La Catalogne et nous

 Qui suis-je pour parler des événements de Catalogne. Pas grand-chose. Un exilé au Nord de la France, fils d’un maçon de Murcia blessé au combat et emprisonné par Franco à Valencia. Un cheminot syndicaliste aujourd’hui retraité dont la langue maternelle, le catalan, reste celle qui le touche le plus alors qu’il la parle si mal. La Catalogne et l’Espagne furent dans notre exil en France notre « Andalousie rêvée », celle dont parlait Mahmoud Darwich en pensant à sa terre :

Et à la fin nous nous demanderons :l’Andalousie fut-elle
Là ou là-bas ? sur cette terre… ou dans le poème ?
(
 Mahmoud Darwich, “Au dernier soir sur cette terre”)

 

Malgré l’autoritarisme brutal de Rajoy, et en dépit des illusions des dirigeants indépendantistes qui ont sous-estimé l’intransigeance de l’adversaire, la mobilisation catalane est peut-être en train de secouer le carcan de l’Etat  néo franquiste. Des millions de Catalans ont mis la République à l’ordre du jour. Rajoy est inquiet car le rêve républicain a gardé en Espagne toute sa force subversive après le coup d’état franquiste. Rien à voir avec le 14 juillet devenu la fête des militaires. Où peut-on voir encore, ailleurs qu’en Espagne, de jeunes communistes libertaires manifester en rouge et noir en criant « vive la république » ? Le mal nommé Parti populaire adossé à la royauté espagnole a été très secoué par la crise et les scandales. Maintenant, alors que la république est d’actualité en Catalogne, Rajoy craint la contagion.

     La démocratie espagnole était restée « sous contention » depuis la mort du dictateur en 1975. L’avènement de la République catalane pourrait être le premier pas vers l’effondrement de ce régime autoritaire et corrompu.  La « transition démocratique » des années 80 et la  constitution  royaliste de 1978 n’ont pas fait oublier que la République espagnole avait été assassinée par le franquisme. La République en Espagne, c’est toujours la « sociale ». La transition démocratique, elle, n’a été  qu’un jeu de dupes orchestrée par l’Europe et la social-démocratie libérale allemande.  Bien sûr, dans les années 80, on pouvait enfin respirer  en Espagne. Le PSOE et le PCE étaient légalisés. Mais les vainqueurs fascistes de la guerre civile n’ont jamais été jugés. Gros richards, notables du franquisme, officiers de l’armée et guardia civil sont restés au pouvoir.  La direction du parti socialiste a servi de caution au nouveau régime et elle est allée si loin dans les compromissions que sa politique se distingue à peine de celle de Rajoy. Aujourd’hui la direction du PSOE concurrencée par la montée de Podemos, est le principal allié de Rajoy contre les Catalans.

 

 Mais le temps de la démocratie en trompe l’œil est passé. La crise financière a éteint les lampions du libéralisme européen. Les paillettes de la movida sont retombées tristement.  Il n’y a «  plus de grain à moudre » pour  la fausse gauche qui ne parvient plus à faire illusion. Et la royauté héritée de Franco n’est plus très présentable. Elle a été touchée par les scandales. « Le roi est nu » et le régime de Rajoy apparaît pour ce qu’il est : le vieux despotisme des riches et du grand capital espagnol.      
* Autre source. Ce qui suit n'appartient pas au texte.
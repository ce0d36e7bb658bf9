use std::pin::pin;
use std::sync::{Arc, Mutex, PoisonError};
use std::time::Duration;

use futures_util::{StreamExt, stream};
use photosync_core::UploadReceipt;
use serde::Serialize;
use thiserror::Error;
use tokio::sync::watch;
use tokio_util::sync::CancellationToken;
use tracing::{debug, info, warn};

use crate::remote::{ProgressFn, RemoteError, UploadFile, Uploader};
use crate::store::Store;

const DEFAULT_CONCURRENCY: usize = 2;
const DEFAULT_CLEAN_DELAY: Duration = Duration::from_millis(1500);

#[derive(Debug, Error)]
pub enum UploadError {
    #[error("an upload is already running")]
    Busy,
    #[error("upload was reset before it finished")]
    Reset,
}

#[derive(Debug, Clone, Copy, PartialEq, Eq)]
pub struct UploadConfig {
    pub concurrency: usize,
    /// Wait before the fully-clean callback fires.
    pub clean_delay: Duration,
}

impl Default for UploadConfig {
    fn default() -> Self {
        Self {
            concurrency: DEFAULT_CONCURRENCY,
            clean_delay: DEFAULT_CLEAN_DELAY,
        }
    }
}

#[derive(Debug, Clone, PartialEq, Eq, Serialize)]
#[serde(tag = "state", rename_all = "snake_case")]
pub enum TaskOutcome {
    Pending,
    Uploaded { uploaded: u32, skipped: u32 },
    Failed { message: String },
}

#[derive(Debug, Clone, PartialEq, Eq, Serialize)]
pub struct UploadTask {
    pub name: String,
    pub percent: u8,
    pub outcome: TaskOutcome,
}

impl UploadTask {
    fn new(name: String) -> Self {
        Self {
            name,
            percent: 0,
            outcome: TaskOutcome::Pending,
        }
    }

    pub fn is_finished(&self) -> bool {
        self.outcome != TaskOutcome::Pending
    }
}

#[derive(Debug, Clone, Copy, Default, PartialEq, Eq, Serialize)]
pub struct UploadSummary {
    pub uploaded: u32,
    pub skipped: u32,
    pub failed: u32,
}

impl UploadSummary {
    fn record(mut self, result: &Result<UploadReceipt, RemoteError>) -> Self {
        match result {
            Ok(receipt) => {
                self.uploaded = self.uploaded.saturating_add(receipt.uploaded);
                self.skipped = self.skipped.saturating_add(receipt.skipped);
            }
            Err(_) => self.failed = self.failed.saturating_add(1),
        }
        self
    }

    pub fn is_clean(&self) -> bool {
        self.failed == 0
    }
}

#[derive(Debug, Clone, Default, PartialEq, Eq, Serialize)]
pub struct UploadState {
    pub tasks: Vec<UploadTask>,
    pub running: bool,
    pub summary: Option<UploadSummary>,
    pub last_error: Option<String>,
    #[serde(skip)]
    generation: u64,
}

type SummaryCallback = Arc<dyn Fn(UploadSummary) + Send + Sync>;

pub struct UploadPipeline<U: Uploader> {
    uploader: U,
    config: UploadConfig,
    store: Arc<Store<UploadState>>,
    run: Mutex<CancellationToken>,
    on_complete: Option<SummaryCallback>,
    on_clean: Option<SummaryCallback>,
}

impl<U: Uploader> UploadPipeline<U> {
    pub fn new(uploader: U) -> Self {
        Self::with_config(uploader, UploadConfig::default())
    }

    pub fn with_config(uploader: U, config: UploadConfig) -> Self {
        Self {
            uploader,
            config,
            store: Arc::new(Store::default()),
            run: Mutex::new(CancellationToken::new()),
            on_complete: None,
            on_clean: None,
        }
    }

    /// Called once per submission after every file has resolved.
    pub fn on_complete(mut self, callback: impl Fn(UploadSummary) + Send + Sync + 'static) -> Self {
        self.on_complete = Some(Arc::new(callback));
        self
    }

    /// Called `clean_delay` after a submission that finished without failures,
    /// unless the pipeline is reset or resubmitted first.
    pub fn on_clean(mut self, callback: impl Fn(UploadSummary) + Send + Sync + 'static) -> Self {
        self.on_clean = Some(Arc::new(callback));
        self
    }

    pub fn snapshot(&self) -> UploadState {
        self.store.snapshot()
    }

    pub fn subscribe(&self) -> watch::Receiver<UploadState> {
        self.store.subscribe()
    }

    /// Uploads every file, continuing past individual failures. Results are folded
    /// in submission order whatever the configured concurrency.
    pub async fn submit(&self, files: Vec<UploadFile>) -> Result<UploadSummary, UploadError> {
        if files.is_empty() {
            return Ok(UploadSummary::default());
        }

        let token = CancellationToken::new();
        let mut generation = 0;
        {
            let mut run = self.run.lock().unwrap_or_else(PoisonError::into_inner);
            let accepted = self.store.modify_if(|state| {
                if state.running {
                    return false;
                }
                state.generation += 1;
                generation = state.generation;
                state.tasks = files
                    .iter()
                    .map(|file| UploadTask::new(file.name.clone()))
                    .collect();
                state.running = true;
                state.summary = None;
                state.last_error = None;
                true
            });
            if !accepted {
                return Err(UploadError::Busy);
            }
            std::mem::replace(&mut *run, token.clone()).cancel();
        }
        let _abandon = Abandon {
            store: &self.store,
            generation,
        };
        info!(files = files.len(), "upload started");

        let concurrency = self.config.concurrency.max(1);
        let mut results = pin!(
            stream::iter(files.into_iter().enumerate())
                .map(|(index, file)| self.upload_one(generation, index, file))
                .buffered(concurrency)
        );

        let mut summary = UploadSummary::default();
        loop {
            let next = tokio::select! {
                _ = token.cancelled() => return Err(UploadError::Reset),
                next = results.next() => next,
            };
            let Some((index, name, result)) = next else {
                break;
            };
            summary = summary.record(&result);
            self.finish_task(generation, index, &name, result);
        }

        let finished = self.store.modify_if(|state| {
            if state.generation != generation {
                return false;
            }
            state.running = false;
            state.summary = Some(summary);
            true
        });
        if !finished {
            return Err(UploadError::Reset);
        }
        info!(
            uploaded = summary.uploaded,
            skipped = summary.skipped,
            failed = summary.failed,
            "upload finished"
        );

        if let Some(callback) = &self.on_complete {
            callback(summary);
        }
        if summary.is_clean()
            && let Some(callback) = &self.on_clean
        {
            let callback = Arc::clone(callback);
            let delay = self.config.clean_delay;
            tokio::spawn(async move {
                tokio::select! {
                    _ = token.cancelled() => {}
                    _ = tokio::time::sleep(delay) => callback(summary),
                }
            });
        }
        Ok(summary)
    }

    /// Clears tasks, summary and error in one step and abandons any running
    /// submission.
    pub fn reset(&self) {
        let mut run = self.run.lock().unwrap_or_else(PoisonError::into_inner);
        run.cancel();
        *run = CancellationToken::new();
        self.store.modify(|state| {
            let generation = state.generation + 1;
            *state = UploadState {
                generation,
                ..UploadState::default()
            };
        });
        debug!("upload pipeline reset");
    }

    async fn upload_one(
        &self,
        generation: u64,
        index: usize,
        file: UploadFile,
    ) -> (usize, String, Result<UploadReceipt, RemoteError>) {
        let store = Arc::clone(&self.store);
        let progress: ProgressFn = Arc::new(move |sent, total| {
            let percent = percent_of(sent, total);
            store.modify_if(|state| {
                if state.generation != generation {
                    return false;
                }
                match state.tasks.get_mut(index) {
                    Some(task) if !task.is_finished() && task.percent < percent => {
                        task.percent = percent;
                        true
                    }
                    _ => false,
                }
            });
        });
        let result = self.uploader.upload(&file, progress).await;
        (index, file.name, result)
    }

    fn finish_task(
        &self,
        generation: u64,
        index: usize,
        name: &str,
        result: Result<UploadReceipt, RemoteError>,
    ) {
        let outcome = match &result {
            Ok(receipt) => TaskOutcome::Uploaded {
                uploaded: receipt.uploaded,
                skipped: receipt.skipped,
            },
            Err(err) => {
                warn!(file = %name, error = %err, "upload failed");
                TaskOutcome::Failed {
                    message: err.message(),
                }
            }
        };
        self.store.modify_if(|state| {
            if state.generation != generation {
                return false;
            }
            let Some(task) = state.tasks.get_mut(index) else {
                return false;
            };
            if task.is_finished() {
                return false;
            }
            if let TaskOutcome::Failed { message } = &outcome {
                state.last_error = Some(format!("{name}: {message}"));
            } else {
                task.percent = 100;
            }
            task.outcome = outcome;
            true
        });
    }
}

/// Releases the pipeline when a submission is dropped before it settles. Tasks
/// that never resolved are marked failed.
struct Abandon<'a> {
    store: &'a Store<UploadState>,
    generation: u64,
}

impl Drop for Abandon<'_> {
    fn drop(&mut self) {
        let generation = self.generation;
        let abandoned = self.store.modify_if(|state| {
            if state.generation != generation || !state.running {
                return false;
            }
            let mut summary = UploadSummary::default();
            for task in &mut state.tasks {
                if !task.is_finished() {
                    task.outcome = TaskOutcome::Failed {
                        message: "upload abandoned".to_string(),
                    };
                }
                match task.outcome {
                    TaskOutcome::Uploaded { uploaded, skipped } => {
                        summary.uploaded = summary.uploaded.saturating_add(uploaded);
                        summary.skipped = summary.skipped.saturating_add(skipped);
                    }
                    _ => summary.failed = summary.failed.saturating_add(1),
                }
            }
            state.running = false;
            state.summary = Some(summary);
            true
        });
        if abandoned {
            warn!("upload abandoned before it finished");
        }
    }
}

fn percent_of(sent: u64, total: Option<u64>) -> u8 {
    match total {
        Some(total) if total > 0 => (sent.min(total).saturating_mul(100) / total) as u8,
        _ => 0,
    }
}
  Le mouvement social dit des Indignés a eu un parfum de printemps des peuples.  Les mobilisations des afectados, la grève générale, les marchas et les mareas( marées sociales) mettaient à l’ordre du jour la nécessaire convergence des luttes, sociales et politiques, pour en finir avec le vieux régime capitaliste, autoritaire et corrompu. Un tel mouvement aurait pu imposer un processus constituant pour une alternative républicaine et sociale anticapitaliste.       Mais la direction de Podemos n’a pas porté cette perspective. Elle a choisi de suivre une voie plus traditionnelle. Elle a voulu construire une alternative politique purement électorale à l’intérieur du système politique et du cadre constitutionnel de 1978.  Mais c’est la voie des alliances des compromis avec les partis traditionnels. Après de réels succès aux élections municipales où Podemos s’était allié à La Gauche Unie, le PCE, les anti capitalistes et les acteurs des mouvements sociaux comme Ada Colau à Barcelone, la force d’attraction de Podemos commence à retomber.

 

 Les contradictions du catalanisme et le danger que font courir au mouvement social en cours les dirigeants bourgeois Puigdemont et Arturo Mas

 

Il faut le dire tout net, si une séparation est nécessaire en Catalogne, c’est une séparation définitive et claire avec la politique libérale post franquiste qui  a conduit un si grand nombre d’habitants de la Catalogne à la précarité et la misère. Mais ces habitants de Catalogne ne sont pas tous catalans  loin de là : d’origine andalouse, castillane, aragonaise, immigrés  du Maghreb ou d’Amérique latine, ils sont, au même titre que les autres, des citoyens de Catalogne qui veulent y rester sans perdre leurs racines culturelles. Rompre avec la constitution royaliste, défendre la culture catalane oui, mais se séparer du reste du peuple espagnol serait une mutilation. La misère et la précarité ont frappé toute l’Espagne et la contestation du mouvement des Indignés a été de même nature dans toutes les provinces dominées par l’Etat espagnol.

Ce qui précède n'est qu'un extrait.